## About this exercise
Counting every line in the records below that holds "SendEmailsRequest", give the total and add nothing.

## Source data
===============

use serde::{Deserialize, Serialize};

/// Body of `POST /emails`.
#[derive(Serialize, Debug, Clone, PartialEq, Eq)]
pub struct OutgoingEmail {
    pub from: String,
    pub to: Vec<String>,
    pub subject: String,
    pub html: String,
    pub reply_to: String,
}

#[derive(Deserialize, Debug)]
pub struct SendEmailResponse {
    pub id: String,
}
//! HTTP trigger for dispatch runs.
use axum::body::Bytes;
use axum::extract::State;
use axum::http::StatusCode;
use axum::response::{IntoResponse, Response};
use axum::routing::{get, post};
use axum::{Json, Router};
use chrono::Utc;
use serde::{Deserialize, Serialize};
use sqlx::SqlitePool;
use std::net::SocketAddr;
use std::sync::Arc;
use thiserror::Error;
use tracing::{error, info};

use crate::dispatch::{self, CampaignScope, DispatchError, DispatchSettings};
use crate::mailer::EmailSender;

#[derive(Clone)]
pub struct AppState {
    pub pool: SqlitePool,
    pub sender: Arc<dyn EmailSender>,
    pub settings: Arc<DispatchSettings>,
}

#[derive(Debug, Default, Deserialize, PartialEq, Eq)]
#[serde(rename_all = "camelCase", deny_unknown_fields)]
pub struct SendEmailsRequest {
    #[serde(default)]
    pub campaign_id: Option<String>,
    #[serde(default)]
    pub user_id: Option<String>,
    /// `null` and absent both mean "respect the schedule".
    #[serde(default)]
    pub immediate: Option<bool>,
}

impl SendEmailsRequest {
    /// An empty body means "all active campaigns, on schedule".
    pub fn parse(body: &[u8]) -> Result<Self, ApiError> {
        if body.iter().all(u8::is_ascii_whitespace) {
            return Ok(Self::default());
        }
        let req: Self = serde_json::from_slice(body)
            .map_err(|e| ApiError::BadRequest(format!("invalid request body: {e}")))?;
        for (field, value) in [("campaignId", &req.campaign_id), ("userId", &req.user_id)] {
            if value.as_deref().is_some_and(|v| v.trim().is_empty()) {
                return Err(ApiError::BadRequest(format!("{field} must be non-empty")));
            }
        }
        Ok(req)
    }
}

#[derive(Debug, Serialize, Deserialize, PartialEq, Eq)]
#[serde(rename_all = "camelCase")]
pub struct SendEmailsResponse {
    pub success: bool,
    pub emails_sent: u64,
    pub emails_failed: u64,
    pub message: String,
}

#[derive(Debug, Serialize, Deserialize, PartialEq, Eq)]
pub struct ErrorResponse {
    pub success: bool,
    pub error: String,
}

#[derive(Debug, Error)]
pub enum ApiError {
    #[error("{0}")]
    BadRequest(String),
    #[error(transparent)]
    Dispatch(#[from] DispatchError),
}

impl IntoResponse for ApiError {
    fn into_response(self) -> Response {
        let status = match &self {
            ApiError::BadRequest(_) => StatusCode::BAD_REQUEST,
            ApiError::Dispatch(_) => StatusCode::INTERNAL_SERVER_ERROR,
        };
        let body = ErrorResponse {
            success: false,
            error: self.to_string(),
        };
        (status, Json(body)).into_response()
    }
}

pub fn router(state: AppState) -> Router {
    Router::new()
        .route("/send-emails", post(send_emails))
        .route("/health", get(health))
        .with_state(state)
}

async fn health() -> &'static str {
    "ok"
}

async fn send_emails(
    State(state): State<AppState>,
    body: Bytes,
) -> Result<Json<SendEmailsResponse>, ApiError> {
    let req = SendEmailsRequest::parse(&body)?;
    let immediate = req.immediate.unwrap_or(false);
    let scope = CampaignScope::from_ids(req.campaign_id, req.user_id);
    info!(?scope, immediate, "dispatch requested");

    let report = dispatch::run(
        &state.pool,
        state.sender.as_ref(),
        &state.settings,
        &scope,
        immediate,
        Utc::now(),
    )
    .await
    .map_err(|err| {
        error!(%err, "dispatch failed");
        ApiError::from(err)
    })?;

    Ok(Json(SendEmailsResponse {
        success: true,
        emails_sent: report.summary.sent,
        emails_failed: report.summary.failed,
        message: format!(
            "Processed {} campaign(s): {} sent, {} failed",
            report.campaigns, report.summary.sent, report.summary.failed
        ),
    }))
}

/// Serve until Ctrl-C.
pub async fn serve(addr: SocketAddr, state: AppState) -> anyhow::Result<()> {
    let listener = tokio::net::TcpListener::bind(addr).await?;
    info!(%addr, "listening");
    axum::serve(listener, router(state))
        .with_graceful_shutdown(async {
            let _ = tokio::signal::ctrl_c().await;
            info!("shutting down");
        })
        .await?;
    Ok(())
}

===============

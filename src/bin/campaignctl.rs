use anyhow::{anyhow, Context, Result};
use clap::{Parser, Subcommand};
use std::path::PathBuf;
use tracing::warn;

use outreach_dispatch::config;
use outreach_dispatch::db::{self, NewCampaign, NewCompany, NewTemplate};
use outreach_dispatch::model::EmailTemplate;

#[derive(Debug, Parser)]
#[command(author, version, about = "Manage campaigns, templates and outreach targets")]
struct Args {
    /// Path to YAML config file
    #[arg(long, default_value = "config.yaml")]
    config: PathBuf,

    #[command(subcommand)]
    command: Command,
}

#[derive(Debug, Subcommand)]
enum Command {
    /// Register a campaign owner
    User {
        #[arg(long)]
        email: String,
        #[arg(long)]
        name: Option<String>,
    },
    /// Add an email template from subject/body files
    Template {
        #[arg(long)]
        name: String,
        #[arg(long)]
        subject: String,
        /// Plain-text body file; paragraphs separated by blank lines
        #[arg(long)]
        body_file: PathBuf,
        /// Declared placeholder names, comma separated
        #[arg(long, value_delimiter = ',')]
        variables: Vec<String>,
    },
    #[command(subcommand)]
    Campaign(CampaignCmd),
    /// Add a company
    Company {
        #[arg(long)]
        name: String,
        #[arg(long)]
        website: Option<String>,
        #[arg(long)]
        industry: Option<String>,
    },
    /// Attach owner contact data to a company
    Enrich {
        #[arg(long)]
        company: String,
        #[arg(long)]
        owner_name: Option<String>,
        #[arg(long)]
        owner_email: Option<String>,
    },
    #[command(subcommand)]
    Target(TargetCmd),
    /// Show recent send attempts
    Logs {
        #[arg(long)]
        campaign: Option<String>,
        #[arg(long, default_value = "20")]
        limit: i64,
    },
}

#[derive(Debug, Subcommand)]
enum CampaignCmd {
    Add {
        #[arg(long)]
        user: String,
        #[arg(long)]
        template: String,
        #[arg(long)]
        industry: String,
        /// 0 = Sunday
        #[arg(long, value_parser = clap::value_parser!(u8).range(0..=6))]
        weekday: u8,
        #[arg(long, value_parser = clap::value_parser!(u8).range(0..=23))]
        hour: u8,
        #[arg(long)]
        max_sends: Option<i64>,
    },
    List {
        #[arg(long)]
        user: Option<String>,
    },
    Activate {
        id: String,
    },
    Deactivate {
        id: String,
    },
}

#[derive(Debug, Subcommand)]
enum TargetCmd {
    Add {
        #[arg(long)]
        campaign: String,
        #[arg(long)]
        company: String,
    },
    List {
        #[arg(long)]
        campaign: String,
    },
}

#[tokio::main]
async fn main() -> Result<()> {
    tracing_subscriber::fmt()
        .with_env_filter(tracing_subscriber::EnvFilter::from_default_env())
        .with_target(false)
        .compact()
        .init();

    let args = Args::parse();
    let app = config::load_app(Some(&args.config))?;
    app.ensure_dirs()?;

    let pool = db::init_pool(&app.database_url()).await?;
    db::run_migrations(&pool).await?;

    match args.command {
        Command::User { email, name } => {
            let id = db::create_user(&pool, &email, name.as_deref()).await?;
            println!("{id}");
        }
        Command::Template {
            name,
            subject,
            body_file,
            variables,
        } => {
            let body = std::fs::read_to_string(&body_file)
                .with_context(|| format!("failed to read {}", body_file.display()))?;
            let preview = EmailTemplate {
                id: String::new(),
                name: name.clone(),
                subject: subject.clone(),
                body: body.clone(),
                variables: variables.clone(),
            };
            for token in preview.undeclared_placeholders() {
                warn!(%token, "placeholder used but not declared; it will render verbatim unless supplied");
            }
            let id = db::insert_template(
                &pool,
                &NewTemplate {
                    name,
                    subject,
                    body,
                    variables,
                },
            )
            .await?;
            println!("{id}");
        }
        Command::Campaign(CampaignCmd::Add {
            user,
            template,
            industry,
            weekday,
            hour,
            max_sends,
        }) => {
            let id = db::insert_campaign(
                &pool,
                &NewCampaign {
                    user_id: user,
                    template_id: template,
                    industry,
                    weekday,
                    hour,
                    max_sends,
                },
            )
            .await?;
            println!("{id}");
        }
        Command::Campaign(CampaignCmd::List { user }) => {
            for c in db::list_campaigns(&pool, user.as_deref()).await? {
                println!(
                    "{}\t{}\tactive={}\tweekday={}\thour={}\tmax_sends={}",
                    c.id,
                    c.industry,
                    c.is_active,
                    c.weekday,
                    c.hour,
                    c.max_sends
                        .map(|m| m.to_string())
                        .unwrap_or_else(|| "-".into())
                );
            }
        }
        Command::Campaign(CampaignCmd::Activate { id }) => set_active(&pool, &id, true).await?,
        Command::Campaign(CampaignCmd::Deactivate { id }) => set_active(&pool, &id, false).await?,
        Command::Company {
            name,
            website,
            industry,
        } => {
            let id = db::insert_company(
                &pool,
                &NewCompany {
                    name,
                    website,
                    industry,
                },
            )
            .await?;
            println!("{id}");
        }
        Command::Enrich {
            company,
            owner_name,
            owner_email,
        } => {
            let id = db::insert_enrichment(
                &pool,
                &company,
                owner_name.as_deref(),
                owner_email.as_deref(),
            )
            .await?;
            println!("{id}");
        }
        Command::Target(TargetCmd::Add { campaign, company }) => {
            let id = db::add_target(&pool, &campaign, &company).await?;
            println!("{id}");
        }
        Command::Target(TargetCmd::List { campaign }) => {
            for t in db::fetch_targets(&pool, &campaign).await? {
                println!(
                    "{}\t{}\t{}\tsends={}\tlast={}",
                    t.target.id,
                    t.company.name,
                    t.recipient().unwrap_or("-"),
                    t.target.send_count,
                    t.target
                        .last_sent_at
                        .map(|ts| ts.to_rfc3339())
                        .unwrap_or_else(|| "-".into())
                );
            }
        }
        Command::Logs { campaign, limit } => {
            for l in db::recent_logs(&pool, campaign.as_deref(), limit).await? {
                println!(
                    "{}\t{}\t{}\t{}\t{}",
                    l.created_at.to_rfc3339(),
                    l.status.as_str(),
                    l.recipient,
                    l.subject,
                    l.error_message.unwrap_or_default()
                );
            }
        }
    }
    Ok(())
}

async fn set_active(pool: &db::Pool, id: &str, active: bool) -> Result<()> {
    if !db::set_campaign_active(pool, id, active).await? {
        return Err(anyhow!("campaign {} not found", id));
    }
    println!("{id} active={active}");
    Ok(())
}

===============

## Written reply
3